» Task brief:
Copy out the data line by line exactly, from its start to the line bearing "let leaving = self.current.clone();", inclusive.

-- Supplied entries follows --

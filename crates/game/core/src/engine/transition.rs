//! State transition execution.
//!
//! Every state change runs the same sequence:
//!
//! 1. `unload` the old room
//! 2. hide the overlay and reset button visuals
//! 3. make the target state current
//! 4. `load` the new room
//! 5. show or hide the avatar from the target's avatar flag

use crate::ids::{KeySymbol, PropId, RegionId, StateId};
use crate::player::Edge;
use crate::room::RoomContext;

use super::AdventureManager;

/// Which input moved the adventure.
#[derive(Clone, Debug, PartialEq, Eq)]
pub enum TransitionCause {
    Key(KeySymbol),
    Click(RegionId),
    Overlap(PropId),
    Exit(Edge),
}

impl std::fmt::Display for TransitionCause {
    fn fmt(&self, f: &mut std::fmt::Formatter<'_>) -> std::fmt::Result {
        match self {
            TransitionCause::Key(key) => write!(f, "key '{key}'"),
            TransitionCause::Click(region) => write!(f, "click on '{region}'"),
            TransitionCause::Overlap(prop) => write!(f, "overlap with '{prop}'"),
            TransitionCause::Exit(edge) => write!(f, "{edge} exit"),
        }
    }
}

/// A completed state change.
#[derive(Clone, Debug, PartialEq, Eq)]
pub struct Transition {
    pub from: StateId,
    pub to: StateId,
    pub cause: TransitionCause,
}

impl AdventureManager {
    /// Leaves the current state for `target`. Callers filter self-targets.
    pub(super) fn transition_to(&mut self, target: StateId, cause: TransitionCause) -> Transition {
        let leaving = self.current.clone();
        self.run_hook(&leaving, Hook::Unload);
        self.overlay.hide();
        self.clickables.reset_visuals();

        let from = std::mem::replace(&mut self.current, target.clone());
        self.enter_current();

        tracing::info!(%from, to = %target, %cause, "state transition");

        Transition {
            from,
            to: target,
            cause,
        }
    }

    /// Loads the current state's room and applies its avatar flag.
    pub(super) fn enter_current(&mut self) {
        let current = self.current.clone();
        self.run_hook(&current, Hook::Load);

        let visible = self
            .states
            .get(&current)
            .is_some_and(|state| state.avatar_visible);
        self.player.visible = visible;
        if !visible {
            self.player.stop();
        }
    }

    fn run_hook(&mut self, state: &StateId, hook: Hook) {
        let Some(room_id) = self.states.get(state).map(|s| s.room.clone()) else {
            return;
        };
        let Some(room) = self.rooms.get_mut(&room_id) else {
            return;
        };
        let mut ctx = RoomContext::new(
            state,
            &self.player,
            &mut self.overlay,
            &self.interactions,
            self.config.canvas,
        );
        tracing::debug!(room = %room_id, ?hook, "room hook");
        match hook {
            Hook::Load => room.load(&mut ctx),
            Hook::Unload => room.unload(&mut ctx),
        }
    }
}

#[derive(Clone, Copy, Debug)]
enum Hook {
    Load,
    Unload,
}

-- Supplied entries concluded --

» Solved problem:
filename crates/game/core/src/engine/transition.rs
//! State transition execution.
//!
//! Every state change runs the same sequence:
//!
//! 1. `unload` the old room
//! 2. hide the overlay and reset button visuals
//! 3. make the target state current
//! 4. `load` the new room
//! 5. show or hide the avatar from the target's avatar flag

use crate::ids::{KeySymbol, PropId, RegionId, StateId};
use crate::player::Edge;
use crate::room::RoomContext;

use super::AdventureManager;

/// Which input moved the adventure.
#[derive(Clone, Debug, PartialEq, Eq)]
pub enum TransitionCause {
    Key(KeySymbol),
    Click(RegionId),
    Overlap(PropId),
    Exit(Edge),
}

impl std::fmt::Display for TransitionCause {
    fn fmt(&self, f: &mut std::fmt::Formatter<'_>) -> std::fmt::Result {
        match self {
            TransitionCause::Key(key) => write!(f, "key '{key}'"),
            TransitionCause::Click(region) => write!(f, "click on '{region}'"),
            TransitionCause::Overlap(prop) => write!(f, "overlap with '{prop}'"),
            TransitionCause::Exit(edge) => write!(f, "{edge} exit"),
        }
    }
}

/// A completed state change.
#[derive(Clone, Debug, PartialEq, Eq)]
pub struct Transition {
    pub from: StateId,
    pub to: StateId,
    pub cause: TransitionCause,
}

impl AdventureManager {
    /// Leaves the current state for `target`. Callers filter self-targets.
    pub(super) fn transition_to(&mut self, target: StateId, cause: TransitionCause) -> Transition {
        let leaving = self.current.clone();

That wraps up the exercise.